§ Exercise:
The required answer is a copy of each line in the entries below that includes "Result".

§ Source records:
- - - - -

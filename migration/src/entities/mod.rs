pub mod mapping;

pub use mapping::Entity as MappingEntity;
//! Service layer for business logic
//!
//! This module provides the short-code allocation and resolution logic
//! shared by the HTTP handlers and the CLI.

mod freshness;
mod identifier;
mod mapping_store;

pub use freshness::Freshness;
pub use identifier::{IdentifierGenerator, RandomSource, ThreadRngSource};
pub use mapping_store::{CODE_TAKEN_MESSAGE, DEFAULT_LIFETIME, MappingStore, Resolution};
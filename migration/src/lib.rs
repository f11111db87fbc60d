pub use sea_orm_migration::prelude::*;

pub mod entities;
mod m20261019_000001_create_mappings;

pub struct Migrator;

#[async_trait::async_trait]
impl MigratorTrait for Migrator {
    fn migrations() -> Vec<Box<dyn MigrationTrait>> {
        vec![Box::new(m20261019_000001_create_mappings::Migration)]
    }
}
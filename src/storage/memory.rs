//! In-memory storage backend
//!
//! A transaction takes the map's lock for its whole lifetime and works on a
//! staged copy, so transactions are fully serialized and an uncommitted one
//! leaves no trace.

use std::collections::HashMap;
use std::sync::Arc;

use async_trait::async_trait;
use chrono::{DateTime, Utc};
use tokio::sync::{Mutex, OwnedMutexGuard};

use super::{Mapping, MappingRepository, MappingTxn};
use crate::errors::{ChoteError, Result};

#[derive(Clone, Default)]
pub struct MemoryRepository {
    data: Arc<Mutex<HashMap<String, Mapping>>>,
}

impl MemoryRepository {
    pub fn new() -> Self {
        Self::default()
    }
}

#[async_trait]
impl MappingRepository for MemoryRepository {
    fn backend_name(&self) -> &str {
        "memory"
    }

    async fn begin(&self) -> Result<Box<dyn MappingTxn>> {
        let guard = Arc::clone(&self.data).lock_owned().await;
        let staged = guard.clone();
        Ok(Box::new(MemoryTxn { guard, staged }))
    }

    async fn count(&self) -> Result<u64> {
        Ok(self.data.lock().await.len() as u64)
    }
}

struct MemoryTxn {
    guard: OwnedMutexGuard<HashMap<String, Mapping>>,
    staged: HashMap<String, Mapping>,
}

#[async_trait]
impl MappingTxn for MemoryTxn {
    async fn exists(&mut self, code: &str) -> Result<bool> {
        Ok(self.staged.contains_key(code))
    }

    async fn get(&mut self, code: &str) -> Result<Option<Mapping>> {
        Ok(self.staged.get(code).cloned())
    }

    async fn put(&mut self, mapping: &Mapping) -> Result<()> {
        if self.staged.contains_key(&mapping.code) {
            return Err(ChoteError::uniqueness_violation(format!(
                "Code '{}' already exists",
                mapping.code
            )));
        }
        self.staged.insert(mapping.code.clone(), mapping.clone());
        Ok(())
    }

    async fn delete(&mut self, code: &str) -> Result<bool> {
        Ok(self.staged.remove(code).is_some())
    }

    async fn delete_created_before(&mut self, cutoff: DateTime<Utc>) -> Result<u64> {
        let before = self.staged.len();
        self.staged.retain(|_, m| m.created_at > cutoff);
        Ok((before - self.staged.len()) as u64)
    }

    async fn commit(self: Box<Self>) -> Result<()> {
        let MemoryTxn { mut guard, staged } = *self;
        *guard = staged;
        Ok(())
    }
}
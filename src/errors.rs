use std::fmt;

#[derive(Debug, Clone)]
pub enum ChoteError {
    CodeTaken(String),
    UniquenessViolation(String),
    InvalidCode(String),
    Config(String),
    DatabaseConfig(String),
    DatabaseConnection(String),
    DatabaseOperation(String),
    FileOperation(String),
    Serialization(String),
}

impl ChoteError {
    /// 获取错误代码
    pub fn code(&self) -> &'static str {
        match self {
            ChoteError::CodeTaken(_) => "E101",
            ChoteError::UniquenessViolation(_) => "E102",
            ChoteError::InvalidCode(_) => "E103",
            ChoteError::Config(_) => "E201",
            ChoteError::DatabaseConfig(_) => "E301",
            ChoteError::DatabaseConnection(_) => "E302",
            ChoteError::DatabaseOperation(_) => "E303",
            ChoteError::FileOperation(_) => "E401",
            ChoteError::Serialization(_) => "E402",
        }
    }

    /// 获取错误类型名称
    pub fn error_type(&self) -> &'static str {
        match self {
            ChoteError::CodeTaken(_) => "Code Already Taken",
            ChoteError::UniquenessViolation(_) => "Uniqueness Violation",
            ChoteError::InvalidCode(_) => "Invalid Short Code",
            ChoteError::Config(_) => "Configuration Error",
            ChoteError::DatabaseConfig(_) => "Database Configuration Error",
            ChoteError::DatabaseConnection(_) => "Database Connection Error",
            ChoteError::DatabaseOperation(_) => "Database Operation Error",
            ChoteError::FileOperation(_) => "File Operation Error",
            ChoteError::Serialization(_) => "Serialization Error",
        }
    }

    /// 获取错误详情
    pub fn message(&self) -> &str {
        match self {
            ChoteError::CodeTaken(msg)
            | ChoteError::UniquenessViolation(msg)
            | ChoteError::InvalidCode(msg)
            | ChoteError::Config(msg)
            | ChoteError::DatabaseConfig(msg)
            | ChoteError::DatabaseConnection(msg)
            | ChoteError::DatabaseOperation(msg)
            | ChoteError::FileOperation(msg)
            | ChoteError::Serialization(msg) => msg,
        }
    }

    /// 调用方可见的拒绝（请求本身有问题），区别于存储层故障
    pub fn is_rejection(&self) -> bool {
        matches!(
            self,
            ChoteError::CodeTaken(_)
                | ChoteError::UniquenessViolation(_)
                | ChoteError::InvalidCode(_)
        )
    }

    /// 格式化为彩色输出（用于 CLI 模式）
    pub fn format_colored(&self) -> String {
        use colored::Colorize;
        format!(
            "{} {} {}\n  {}",
            "[ERROR]".red().bold(),
            self.code().yellow(),
            self.error_type().red(),
            self.message().white()
        )
    }

    /// 格式化为简洁输出
    pub fn format_simple(&self) -> String {
        format!("{}: {}", self.error_type(), self.message())
    }
}

impl fmt::Display for ChoteError {
    fn fmt(&self, f: &mut fmt::Formatter<'_>) -> fmt::Result {
        write!(f, "{}", self.format_simple())
    }
}

impl std::error::Error for ChoteError {}

// 便捷的构造函数
impl ChoteError {
    pub fn code_taken<T: Into<String>>(msg: T) -> Self {
        ChoteError::CodeTaken(msg.into())
    }

    pub fn uniqueness_violation<T: Into<String>>(msg: T) -> Self {
        ChoteError::UniquenessViolation(msg.into())
    }

    pub fn invalid_code<T: Into<String>>(msg: T) -> Self {
        ChoteError::InvalidCode(msg.into())
    }

    pub fn config<T: Into<String>>(msg: T) -> Self {
        ChoteError::Config(msg.into())
    }

    pub fn database_config<T: Into<String>>(msg: T) -> Self {
        ChoteError::DatabaseConfig(msg.into())
    }

    pub fn database_connection<T: Into<String>>(msg: T) -> Self {
        ChoteError::DatabaseConnection(msg.into())
    }

    pub fn database_operation<T: Into<String>>(msg: T) -> Self {
        ChoteError::DatabaseOperation(msg.into())
    }

    pub fn file_operation<T: Into<String>>(msg: T) -> Self {
        ChoteError::FileOperation(msg.into())
    }

    pub fn serialization<T: Into<String>>(msg: T) -> Self {
        ChoteError::Serialization(msg.into())
    }
}

impl From<sea_orm::DbErr> for ChoteError {
    fn from(err: sea_orm::DbErr) -> Self {
        ChoteError::DatabaseOperation(err.to_string())
    }
}

impl From<std::io::Error> for ChoteError {
    fn from(err: std::io::Error) -> Self {
        ChoteError::FileOperation(err.to_string())
    }
}

impl From<serde_json::Error> for ChoteError {
    fn from(err: serde_json::Error) -> Self {
        ChoteError::Serialization(err.to_string())
    }
}

impl From<toml::ser::Error> for ChoteError {
    fn from(err: toml::ser::Error) -> Self {
        ChoteError::Serialization(err.to_string())
    }
}

impl From<config::ConfigError> for ChoteError {
    fn from(err: config::ConfigError) -> Self {
        ChoteError::Config(err.to_string())
    }
}

pub type Result<T> = std::result::Result<T, ChoteError>;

- - - - -

§ Completed task:
use crate::errors::{ChoteError, Result};
    async fn begin(&self) -> Result<Box<dyn MappingTxn>> {
    async fn count(&self) -> Result<u64> {
    async fn exists(&mut self, code: &str) -> Result<bool> {
    async fn get(&mut self, code: &str) -> Result<Option<Mapping>> {
    async fn put(&mut self, mapping: &Mapping) -> Result<()> {
    async fn delete(&mut self, code: &str) -> Result<bool> {
    async fn delete_created_before(&mut self, cutoff: DateTime<Utc>) -> Result<u64> {
    async fn commit(self: Box<Self>) -> Result<()> {
    fn fmt(&self, f: &mut fmt::Formatter<'_>) -> fmt::Result {
pub type Result<T> = std::result::Result<T, ChoteError>;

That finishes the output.